2台の車が異なるスピードで走っている状態
――グローバル企業と比較して、日系企業のCXやDXに関する取り組みは進んでいるといえるでしょうか。所感を教えてください。
日系企業には二つの特徴があると思っています。一つ目の特徴は、顧客データの一元化には非常に重きを置いていることです。世界的に見ても、CRMプラットフォームを導入している日系企業の割合は非常に大きいでしょう。一方で、CXの全体的な取り組みのプライオリティは低いと感じられます。

二つ目の特徴は、本社と海外拠点でCX、DXに関する取り組みのスピードには差があることです。私はこれまでダイキンやブリヂストン、ホンダなどのグローバル企業を支援したことがありますが、自社の海外拠点に比べて日本本社のほうが歩みが遅いと感じました。普通は、本社も海外拠点も同じスピードでDXやCXが進むものです。しかし、日系企業はまるで、“2台の車が異なるスピードで走っている”そんな印象です。
中国企業がdisruptionをもたらす
――グローバル企業と比肩しようと努めるマーケターに向けて、アドバイスをお願いします。
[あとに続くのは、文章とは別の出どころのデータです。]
/*
[INPUT]:  Selected server, module toggles, webhook channel selections
[OUTPUT]: Local module/webhook view kept in sync with the backend
[POS]:    Settings layer - server module page state
[UPDATE]: When modules/webhooks are added or sync rules change
*/

use std::sync::Arc;

use guildboard_adapter::{
    GuildApi, GuildSettings, ModuleKind, ModuleUpdate, Server, TextChannel, WebhookKind, WebhookUpdate,
};
use tracing::{debug, info, warn};

use crate::notify::{Notifier, Toast};

/// Module toggle states
#[derive(Debug, Clone, Copy, Default, PartialEq, Eq)]
pub struct ModuleToggles {
    pub mint_info: bool,
    pub token: bool,
}

impl ModuleToggles {
    pub fn get(&self, module: ModuleKind) -> bool {
        match module {
            ModuleKind::MintInfo => self.mint_info,
            ModuleKind::Token => self.token,
        }
    }

    pub fn set(&mut self, module: ModuleKind, enabled: bool) {
        match module {
            ModuleKind::MintInfo => self.mint_info = enabled,
            ModuleKind::Token => self.token = enabled,
        }
    }
}

/// Selected channel per webhook; empty means unset
#[derive(Debug, Clone, Default, PartialEq, Eq)]
pub struct WebhookChannels {
    pub daily_mints: String,
    pub one_hour_mint_info: String,
    pub analytics: String,
}

impl WebhookChannels {
    pub fn get(&self, webhook: WebhookKind) -> &str {
        match webhook {
            WebhookKind::DailyMints => &self.daily_mints,
            WebhookKind::OneHourMintInfo => &self.one_hour_mint_info,
            WebhookKind::Analytics => &self.analytics,
        }
    }

    pub fn set(&mut self, webhook: WebhookKind, channel: impl Into<String>) {
        let channel = channel.into();
        match webhook {
            WebhookKind::DailyMints => self.daily_mints = channel,
            WebhookKind::OneHourMintInfo => self.one_hour_mint_info = channel,
            WebhookKind::Analytics => self.analytics = channel,
        }
    }
}

/// Local view of a server's module settings
///
/// Remote mutations are applied locally only after the backend accepted
/// them; failures leave the view untouched and present a toast.
pub struct ServerModulePage {
    api: Arc<dyn GuildApi>,
    notifier: Arc<dyn Notifier>,
    server: Option<Server>,
    modules: ModuleToggles,
    webhooks: WebhookChannels,
    channels: Option<Vec<TextChannel>>,
    loading: bool,
    busy: bool,
}

impl ServerModulePage {
    pub fn new(api: Arc<dyn GuildApi>, notifier: Arc<dyn Notifier>) -> Self {
        Self {
            api,
            notifier,
            server: None,
            modules: ModuleToggles::default(),
            webhooks: WebhookChannels::default(),
            channels: None,
            loading: false,
            busy: false,
        }
    }

    pub fn server(&self) -> Option<&Server> {
        self.server.as_ref()
    }

    pub fn modules(&self) -> ModuleToggles {
        self.modules
    }

    pub fn webhooks(&self) -> &WebhookChannels {
        &self.webhooks
    }

    pub fn channels(&self) -> Option<&[TextChannel]> {
        self.channels.as_deref()
    }

    /// Initial fetch in progress
    pub fn is_loading(&self) -> bool {
        self.loading
    }

    /// A mutation is in flight
    pub fn is_busy(&self) -> bool {
        self.busy
    }

    /// Select a server and pull its settings
    ///
    /// Returns whether remote settings were applied. Without a server
    /// nothing is fetched.
    pub async fn load(&mut self, server: Option<Server>) -> bool {
        let Some(server) = server else {
            debug!("no server selected; skipping guild fetch");
            return false;
        };

        self.loading = true;
        let guild_id = server.id.clone();
        self.server = Some(server);

        let applied = match self.api.get_guild(&guild_id).await {
            Ok(settings) => {
                self.reconcile(settings);
                info!(guild_id = %guild_id, "guild settings loaded");
                true
            }
            Err(err) => {
                warn!(guild_id = %guild_id, error = %err, "failed to load guild settings");
                self.notifier.present(Toast::from_error(&err));
                false
            }
        };

        self.loading = false;
        applied
    }

    fn reconcile(&mut self, settings: GuildSettings) {
        for module in ModuleKind::ALL {
            self.modules.set(module, settings.module_enabled(module));
        }
        for webhook in WebhookKind::ALL {
            self.webhooks
                .set(webhook, settings.webhook_channel(webhook).unwrap_or_default());
        }
        self.channels = settings.text_channels;
    }

    /// Toggle a module remotely, then locally on success
    pub async fn enable_module(&mut self, module: ModuleKind, enabled: bool) -> bool {
        let Some(guild_id) = self.server.as_ref().map(|server| server.id.clone()) else {
            return false;
        };

        self.busy = true;
        let update = ModuleUpdate { module, enabled };
        let applied = match self.api.set_module(&guild_id, &update).await {
            Ok(_) => {
                self.modules.set(module, enabled);
                true
            }
            Err(err) => {
                warn!(guild_id = %guild_id, %module, enabled, error = %err, "module update failed");
                self.notifier.present(Toast::from_error(&err));
                false
            }
        };

        self.loading = false;
        self.busy = false;
        applied
    }

    /// Bind a webhook remotely, then locally on success
    pub async fn update_webhook(&mut self, webhook: WebhookKind, channel: impl Into<String>) -> bool {
        let Some(guild_id) = self.server.as_ref().map(|server| server.id.clone()) else {
            return false;
        };

        self.busy = true;
        let update = WebhookUpdate {
            webhook,
            channel: channel.into(),
        };
        let applied = match self.api.set_webhook(&guild_id, &update).await {
            Ok(_) => {
                self.webhooks.set(webhook, update.channel);
                true
            }
            Err(err) => {
                warn!(guild_id = %guild_id, %webhook, error = %err, "webhook update failed");
                self.notifier.present(Toast::from_error(&err));
                false
            }
        };

        self.loading = false;
        self.busy = false;
        applied
    }

    /// Why `channel` cannot be offered for `webhook`, if it cannot
    ///
    /// A webhook dropdown only exists while its module is enabled, and it
    /// lists the guild's text channels plus an empty "unset" entry.
    pub fn webhook_binding_error(&self, webhook: WebhookKind, channel: &str) -> Option<String> {
        let owner = webhook.module();
        if !self.modules.get(owner) {
            return Some(format!(
                "{} is disabled; enable it before binding {}",
                owner.label(),
                webhook.label()
            ));
        }
        if !channel.is_empty() && self.channels.is_some() && self.channel_name(channel).is_none() {
            let guild_id = self.server.as_ref().map(|server| server.id.as_str()).unwrap_or_default();
            return Some(format!("channel {} is not a text channel of guild {}", channel, guild_id));
        }
        None
    }

    /// Webhook dropdowns shown for the enabled modules
    pub fn visible_webhooks(&self) -> Vec<WebhookKind> {
        ModuleKind::ALL
            .iter()
            .filter(|module| self.modules.get(**module))
            .flat_map(|module| module.webhooks().iter().copied())
            .collect()
    }

    /// `(id, name)` pairs offered by every webhook dropdown
    pub fn channel_options(&self) -> Vec<(&str, &str)> {
        self.channels
            .iter()
            .flatten()
            .map(|channel| (channel.id.as_str(), channel.name.as_str()))
            .collect()
    }

    /// Display name of a channel id, if known
    pub fn channel_name(&self, channel_id: &str) -> Option<&str> {
        self.channels
            .iter()
            .flatten()
            .find(|channel| channel.id == channel_id)
            .map(|channel| channel.name.as_str())
    }
}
グローバルに事業を展開する企業のマーケターなら、中国企業の今後の動向は注視しておくと良いでしょう。
我々のクライアント企業にも中国の多国籍企業はいますが、中国企業は今や、日本や欧米と比べて1,000倍近いスピードで顧客データを収集しています。中国企業の成長は、我々の市場においてもdisruptionをもたらす──そう睨んでいます。
そのため、日本のマーケターにとっても中国企業はかなりの強敵であり、マーケットシェアの奪い合いは避けられないでしょう。
――最後に、SAPの今後の展望を教えてください。
私は「SAPなきCXは存在しない」と考えます。つまり、SAPが提供する環境はCX改善には欠かせないのです。その上で、長きにわたるCX・CRM領域での経験を基に、今後も適切な投資を行い、業界のリーダーシップを発揮していく所存です。